RECORDS:
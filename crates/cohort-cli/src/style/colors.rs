//! Semantic color palette for terminal output.

use owo_colors::{OwoColorize, Style};

fn styled(value: &impl std::fmt::Display, style: Style) -> String {
    if super::no_color() {
        value.to_string()
    } else {
        value.style(style).to_string()
    }
}

/// Applies semantic styles to anything displayable.
pub trait SemanticStyle {
    /// Green bold.
    fn success(&self) -> String;
    /// Red bold.
    fn error(&self) -> String;
    /// Yellow.
    fn warning(&self) -> String;
    /// Dimmed.
    fn muted(&self) -> String;
    /// Bold.
    fn header(&self) -> String;
    /// Blue, for paths and node names.
    fn code(&self) -> String;
}

impl<T: std::fmt::Display> SemanticStyle for T {
    fn success(&self) -> String {
        styled(self, Style::new().green().bold())
    }

    fn error(&self) -> String {
        styled(self, Style::new().red().bold())
    }

    fn warning(&self) -> String {
        styled(self, Style::new().yellow())
    }

    fn muted(&self) -> String {
        styled(self, Style::new().dimmed())
    }

    fn header(&self) -> String {
        styled(self, Style::new().bold())
    }

    fn code(&self) -> String {
        styled(self, Style::new().blue())
    }
}
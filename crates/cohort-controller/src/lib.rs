//! Cluster state coordination for Cohort.
//!
//! Turns distributor bucket reports and computed candidate states into a
//! monotonically versioned stream of published cluster states:
//! - Order independent aggregation of distributor reports ([`ClusterStatsAggregator`])
//! - Merge-pending queries over the aggregate ([`MergePendingChecker`])
//! - Bucket space specific derivation of the baseline ([`ClusterStateDeriver`])
//! - Versioning, publish suppression and bounded history ([`StateVersionTracker`])
//! - The publish cycle wired to a durable store ([`StateCoordinator`])

pub mod aggregator;
pub mod bundle;
pub mod coordinator;
pub mod derivation;
pub mod error;
pub mod history;
pub mod merge_pending;
pub mod stats;
pub mod stats_change;
pub mod store;
pub mod version_tracker;
pub mod view;

pub use aggregator::{AggregatedClusterStats, ClusterStatsAggregator};
pub use bundle::{AnnotatedClusterState, ClusterStateBundle, FeedBlock};
pub use coordinator::StateCoordinator;
pub use derivation::{ClusterStateDeriver, DerivationStrategy, MERGES_PENDING_REASON};
pub use error::{Error, Result};
pub use history::{ClusterStateHistory, ClusterStateHistoryEntry, DEFAULT_MAX_HISTORY_ENTRIES};
pub use merge_pending::{
    AggregatedStatsMergePendingChecker, MergePendingChecker, check_merge_completion_ratio,
};
pub use stats::{
    BucketSpaceStats, ContentClusterStats, ContentNodeStats, DEFAULT_SPACE, GLOBAL_SPACE,
};
pub use stats_change::ClusterStatsChangeTracker;
pub use store::{ClusterStateStore, MemoryStateStore};
pub use version_tracker::StateVersionTracker;
pub use view::ClusterStateView;
//! The content cluster domain model.

use std::collections::BTreeMap;

use cohort_config::ClusterConfig;
use cohort_types::{ClusterState, Node, NodeState, State};

use crate::{
    ClusterInfo, Condition, ConfiguredNode, Distribution, Error, NodeInfo,
    NodeStateChangeChecker, Result, Verdict,
};

/// Description the orchestrator puts on wanted states it sets.
pub const ORCHESTRATOR_RESERVED_DESCRIPTION: &str = "Orchestrator";

/// Configured nodes, their runtime records and the group topology of one
/// named cluster.
#[derive(Debug, Clone)]
pub struct ContentCluster {
    name: String,
    cluster_info: ClusterInfo,
    start_timestamps: BTreeMap<Node, u64>,
    distribution: Distribution,
}

impl ContentCluster {
    /// Fails on an empty node list or a node no group owns.
    pub fn new(
        name: impl Into<String>,
        configured_nodes: Vec<ConfiguredNode>,
        distribution: Distribution,
    ) -> Result<Self> {
        let mut cluster = Self {
            name: name.into(),
            cluster_info: ClusterInfo::default(),
            start_timestamps: BTreeMap::new(),
            distribution,
        };
        cluster.set_nodes(configured_nodes)?;
        Ok(cluster)
    }

    pub fn from_config(config: &ClusterConfig) -> Result<Self> {
        let distribution = Distribution::from_config(config)?;
        let nodes = config.nodes.iter().copied().map(ConfiguredNode::from).collect();
        Self::new(config.name.clone(), nodes, distribution)
    }

    pub fn name(&self) -> &str {
        &self.name
    }

    pub fn distribution(&self) -> &Distribution {
        &self.distribution
    }

    /// Swaps in a new topology. Node states are kept.
    ///
    /// Fails, leaving the old distribution in place, when a configured node
    /// has no group in the new one.
    pub fn set_distribution(&mut self, distribution: Distribution) -> Result<()> {
        if let Some(&index) = self
            .cluster_info
            .configured_nodes()
            .keys()
            .find(|&&index| distribution.group_for_node(index).is_none())
        {
            return Err(Error::UngroupedNode(index));
        }
        self.cluster_info.assign_groups(&distribution);
        self.distribution = distribution;
        tracing::debug!(cluster = %self.name, "distribution replaced");
        Ok(())
    }

    /// Replaces the configured node set.
    pub fn set_nodes(&mut self, configured_nodes: Vec<ConfiguredNode>) -> Result<()> {
        if configured_nodes.is_empty() {
            return Err(Error::NoConfiguredNodes(self.name.clone()));
        }
        self.cluster_info
            .set_nodes(&configured_nodes, &self.distribution)?;
        tracing::debug!(
            cluster = %self.name,
            nodes = configured_nodes.len(),
            "configured nodes set"
        );
        Ok(())
    }

    pub fn set_start_timestamp(&mut self, node: Node, timestamp: u64) {
        self.start_timestamps.insert(node, timestamp);
    }

    /// 0 when never set.
    pub fn start_timestamp(&self, node: Node) -> u64 {
        self.start_timestamps.get(&node).copied().unwrap_or(0)
    }

    pub fn start_timestamps(&self) -> &BTreeMap<Node, u64> {
        &self.start_timestamps
    }

    /// Forgets every reported state.
    pub fn clear_states(&mut self) {
        for info in self.cluster_info.all_node_infos_mut() {
            info.set_reported_state(None, 0);
        }
    }

    pub fn all_states_reported(&self) -> bool {
        self.cluster_info.all_states_reported()
    }

    pub fn cluster_info(&self) -> &ClusterInfo {
        &self.cluster_info
    }

    pub fn configured_nodes(&self) -> &BTreeMap<u16, ConfiguredNode> {
        self.cluster_info.configured_nodes()
    }

    pub fn has_configured_node(&self, index: u16) -> bool {
        self.cluster_info.has_configured_node(index)
    }

    pub fn node_info(&self, node: Node) -> Option<&NodeInfo> {
        self.cluster_info.node_info(node)
    }

    pub fn node_info_mut(&mut self, node: Node) -> Option<&mut NodeInfo> {
        self.cluster_info.node_info_mut(node)
    }

    pub fn node_infos(&self) -> impl Iterator<Item = &NodeInfo> {
        self.cluster_info.all_node_infos()
    }

    /// Runs the transition policy against this cluster's topology.
    pub fn calculate_effect_of_new_state(
        &self,
        node: Node,
        cluster_state: &ClusterState,
        condition: Condition,
        old_wanted: &NodeState,
        new_wanted: &NodeState,
    ) -> Result<Verdict> {
        NodeStateChangeChecker::new(&self.distribution, &self.cluster_info).evaluate_transition(
            node,
            cluster_state,
            condition,
            old_wanted,
            new_wanted,
        )
    }

    /// Storage node indices the orchestrator has set to `state`.
    ///
    /// Only maintenance and down leave a trace; any other state yields an
    /// empty list.
    pub fn nodes_safely_set_to(&self, state: State) -> Vec<u16> {
        match state {
            State::Maintenance | State::Down => self
                .cluster_info
                .storage_node_infos()
                .filter(|info| {
                    let wanted = info.wanted_state();
                    wanted.state() == state
                        && wanted.description() == ORCHESTRATOR_RESERVED_DESCRIPTION
                })
                .map(NodeInfo::node_index)
                .collect(),
            _ => Vec::new(),
        }
    }
}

TASK REQUIREMENTS:
Count the lines in the listing that hold the word "ClusterStatsAggregator", then give the number and nothing else.

SOLUTION TO THIS TASK:
2